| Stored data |
━━━━━━━━━━━━━━━━

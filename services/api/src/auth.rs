//! Bearer-token access gate.
//!
//! Tokens are opaque lookups against the in-memory account directory; the
//! gate attaches the resolved [`CallerIdentity`] as a request extension so
//! the workflow routers never touch credentials.

use std::sync::Arc;

use axum::extract::{Request, State};
use axum::http::{header, HeaderMap, StatusCode};
use axum::middleware::Next;
use axum::response::{IntoResponse, Response};
use axum::Json;
use serde_json::json;

use crate::infra::InMemoryAccounts;

/// Rejects the request unless a known bearer token is presented.
pub(crate) async fn require_auth(
    State(accounts): State<Arc<InMemoryAccounts>>,
    mut request: Request,
    next: Next,
) -> Response {
    let caller = bearer_token(request.headers()).and_then(|token| accounts.resolve(token));
    match caller {
        Some(caller) => {
            request.extensions_mut().insert(caller);
            next.run(request).await
        }
        None => unauthorized(),
    }
}

/// Attaches the caller when a known token is presented; anonymous and
/// unrecognized-token requests proceed without an identity.
pub(crate) async fn optional_auth(
    State(accounts): State<Arc<InMemoryAccounts>>,
    mut request: Request,
    next: Next,
) -> Response {
    if let Some(caller) = bearer_token(request.headers()).and_then(|token| accounts.resolve(token))
    {
        request.extensions_mut().insert(caller);
    }
    next.run(request).await
}

fn bearer_token(headers: &HeaderMap) -> Option<&str> {
    headers
        .get(header::AUTHORIZATION)?
        .to_str()
        .ok()?
        .strip_prefix("Bearer ")
        .map(str::trim)
        .filter(|token| !token.is_empty())
}

fn unauthorized() -> Response {
    (
        StatusCode::UNAUTHORIZED,
        Json(json!({ "error": "Not authorized to access this route" })),
    )
        .into_response()
}
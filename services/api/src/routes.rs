use std::sync::Arc;

use axum::http::{header, StatusCode};
use axum::response::IntoResponse;
use axum::routing::get;
use axum::{Extension, Json, Router};
use serde_json::json;

use homeward::workflows::adoption::adoption_router;
use homeward::workflows::catalog::{catalog_admin_router, catalog_router};

use crate::auth;
use crate::infra::{AdoptionService, AppState, CatalogService, InMemoryAccounts};

/// Assembles the full HTTP surface: adoption and admin catalog routes behind
/// the required-auth gate, public catalog reads behind the optional gate, and
/// the operational endpoints in front of both.
pub(crate) fn app_router(
    adoptions: Arc<AdoptionService>,
    catalog: Arc<CatalogService>,
    accounts: Arc<InMemoryAccounts>,
) -> Router {
    let protected = adoption_router(adoptions)
        .merge(catalog_admin_router(catalog.clone()))
        .route_layer(axum::middleware::from_fn_with_state(
            accounts.clone(),
            auth::require_auth,
        ));
    let public = catalog_router(catalog).route_layer(axum::middleware::from_fn_with_state(
        accounts,
        auth::optional_auth,
    ));

    protected
        .merge(public)
        .route("/health", get(healthcheck))
        .route("/ready", get(readiness_endpoint))
        .route("/metrics", get(metrics_endpoint))
}

pub(crate) async fn healthcheck() -> Json<serde_json::Value> {
    Json(json!({ "status": "ok" }))
}

pub(crate) async fn readiness_endpoint(Extension(state): Extension<AppState>) -> impl IntoResponse {
    let ready = state.readiness.load(std::sync::atomic::Ordering::Relaxed);
    let status = if ready {
        StatusCode::OK
    } else {
        StatusCode::SERVICE_UNAVAILABLE
    };

    let payload = if ready {
        json!({ "status": "ready" })
    } else {
        json!({ "status": "initializing" })
    };

    (status, Json(payload))
}

pub(crate) async fn metrics_endpoint(Extension(state): Extension<AppState>) -> impl IntoResponse {
    (
        StatusCode::OK,
        [(header::CONTENT_TYPE, "text/plain; version=0.0.4")],
        state.metrics.render(),
    )
}
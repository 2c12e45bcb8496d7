use clap::{Args, Parser, Subcommand};

use homeward::error::AppError;

use crate::demo::{run_demo, DemoArgs};
use crate::server;

#[derive(Parser, Debug)]
#[command(
    name = "Homeward Adoption Service",
    about = "Run or demonstrate the pet adoption service from the command line",
    version
)]
struct Cli {
    #[command(subcommand)]
    command: Option<Command>,
}

#[derive(Subcommand, Debug)]
enum Command {
    /// Start the HTTP service (default command)
    Serve(ServeArgs),
    /// Run an end-to-end CLI demo covering the catalog and adoption workflows
    Demo(DemoArgs),
}

#[derive(Args, Debug, Default)]
pub(crate) struct ServeArgs {
    /// Override the configured host for the HTTP server
    #[arg(long)]
    pub(crate) host: Option<String>,
    /// Override the configured port for the HTTP server
    #[arg(long)]
    pub(crate) port: Option<u16>,
}

pub(crate) async fn run() -> Result<(), AppError> {
    let cli = Cli::parse();
    let command = cli
        .command
        .unwrap_or_else(|| Command::Serve(ServeArgs::default()));

    match command {
        Command::Serve(args) => server::run(args).await,
        Command::Demo(args) => run_demo(args),
    }
}
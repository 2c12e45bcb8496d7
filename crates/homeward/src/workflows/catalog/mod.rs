//! Pet catalog: listings, search, and administrative CRUD.
//!
//! The catalog owns pet records; adoption applications hold references into
//! it but never mutate it directly. Pet status changes arrive either through
//! an administrative edit here or through the adoption workflow's approval
//! side effect.

pub mod domain;
pub mod repository;
pub mod router;
pub mod service;

pub use domain::{
    CatalogFilter, CatalogQuery, Gender, NewPet, Pet, PetId, PetStatus, PetUpdate, PetView,
    Species,
};
pub use repository::{NewPetRecord, PetRepository};
pub use router::{catalog_admin_router, catalog_router};
pub use service::{CatalogError, PetCatalogService};
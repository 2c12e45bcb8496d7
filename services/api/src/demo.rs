use std::sync::Arc;

use clap::Args;

use homeward::error::AppError;
use homeward::workflows::adoption::{AdoptionListQuery, AdoptionWorkflowService};
use homeward::workflows::catalog::{CatalogQuery, Gender, NewPet, PetCatalogService, Species};
use homeward::workflows::identity::Role;
use homeward::workflows::paging::PageRequest;

use crate::infra::{InMemoryAccounts, InMemoryAdoptionRepository, InMemoryPetRepository};

#[derive(Args, Debug, Default)]
pub(crate) struct DemoArgs {
    /// Page size used for the catalog browsing portion of the demo.
    #[arg(long, default_value_t = 2)]
    pub(crate) page_size: u32,
    /// Skip the catalog browsing portion of the demo.
    #[arg(long)]
    pub(crate) skip_catalog: bool,
}

pub(crate) fn run_demo(args: DemoArgs) -> Result<(), AppError> {
    let DemoArgs {
        page_size,
        skip_catalog,
    } = args;

    println!("Pet adoption workflow demo");

    let accounts = Arc::new(InMemoryAccounts::default());
    let (admin, _) = accounts.register("Shelter Admin", "admin@homeward.local", Role::Admin);
    let (dana, _) = accounts.register("Dana Whitfield", "dana@example.com", Role::User);
    let (riley, _) = accounts.register("Riley Otis", "riley@example.com", Role::User);

    let pets = Arc::new(InMemoryPetRepository::default());
    let adoptions = Arc::new(InMemoryAdoptionRepository::default());
    let adoption_service = Arc::new(AdoptionWorkflowService::new(
        adoptions.clone(),
        pets.clone(),
        accounts.clone(),
    ));
    let catalog_service = Arc::new(PetCatalogService::new(pets, adoptions, accounts));

    println!("\nCatalog setup");
    let listings = [
        ("Willow", Species::Dog, "Greyhound", 4, Gender::Female),
        ("Byron", Species::Cat, "Maine Coon", 2, Gender::Male),
        ("Clementine", Species::Rabbit, "Holland Lop", 1, Gender::Female),
    ];
    let mut created = Vec::new();
    for (name, species, breed, age, gender) in listings {
        let pet = catalog_service.create(
            NewPet {
                name: name.to_string(),
                species,
                breed: breed.to_string(),
                age,
                gender,
                description: None,
                photo: None,
            },
            &admin,
        )?;
        println!(
            "- Listed {} ({} {}, age {}) as {}",
            pet.name,
            pet.breed,
            pet.species.label(),
            pet.age,
            pet.id.0
        );
        created.push(pet);
    }

    println!("\nApplication intake");
    let willow = &created[0];
    let dana_application = adoption_service.submit(&willow.id, &dana)?;
    println!(
        "- {} applied for {} -> {} ({})",
        dana.name,
        willow.name,
        dana_application.id.0,
        dana_application.status.label()
    );
    let riley_application = adoption_service.submit(&willow.id, &riley)?;
    println!(
        "- {} applied for {} -> {} ({})",
        riley.name,
        willow.name,
        riley_application.id.0,
        riley_application.status.label()
    );
    if let Err(err) = adoption_service.submit(&willow.id, &dana) {
        println!("- Duplicate submission blocked: {err}");
    }

    println!("\nReview");
    let approved = adoption_service.approve(
        &dana_application.id,
        &admin,
        Some("Fenced yard verified".to_string()),
    )?;
    println!(
        "- Approved {} -> pet {} is now {}",
        approved.id.0,
        approved.pet.name,
        approved.pet.status.label()
    );

    for view in adoption_service.applications_for_user(&riley.user_id)? {
        let note = view.notes.as_deref().unwrap_or("none");
        println!(
            "- {}'s application {} is {} (note: {})",
            riley.name,
            view.id.0,
            view.status.label(),
            note
        );
    }

    if let Err(err) = adoption_service.reject(&riley_application.id, &admin, None) {
        println!("- Late rejection blocked: {err}");
    }

    match serde_json::to_string_pretty(&approved) {
        Ok(json) => println!("\nApproved application payload:\n{json}"),
        Err(err) => println!("\nApproved application payload unavailable: {err}"),
    }

    let listing = adoption_service.list_all(AdoptionListQuery::default())?;
    println!(
        "\nAdmin listing: {} applications across {} page(s)",
        listing.pagination.total, listing.pagination.pages
    );
    for view in &listing.data {
        println!(
            "- {} | {} | applicant {} | {}",
            view.id.0,
            view.pet.name,
            view.applicant.name,
            view.status.label()
        );
    }

    if skip_catalog {
        return Ok(());
    }

    println!("\nPublic catalog browse (page size {page_size})");
    let mut page = 1_u32;
    loop {
        let query = CatalogQuery {
            page: PageRequest::new(Some(page), Some(page_size))
                .map_err(|err| std::io::Error::new(std::io::ErrorKind::InvalidInput, err))?,
            ..CatalogQuery::default()
        };
        let result = catalog_service.list(query, None)?;
        println!(
            "Page {}/{} ({} available pets total)",
            result.pagination.page,
            result.pagination.pages.max(1),
            result.pagination.total
        );
        for pet in &result.data {
            println!(
                "- {} | {} {} | age {} | {}",
                pet.id.0,
                pet.breed,
                pet.species.label(),
                pet.age,
                pet.status.label()
            );
        }
        if u64::from(page) >= result.pagination.pages {
            break;
        }
        page += 1;
    }

    let removed = &created[2];
    catalog_service.delete(&removed.id)?;
    println!(
        "\nDelisted {} along with any applications referencing it",
        removed.name
    );

    Ok(())
}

━━━━━━━━━━━━━━━━

Look through the entries and return every line where "filename" appears.

filename services/api/src/auth.rs
filename services/api/src/routes.rs
filename crates/homeward/src/workflows/catalog/mod.rs
filename services/api/src/demo.rs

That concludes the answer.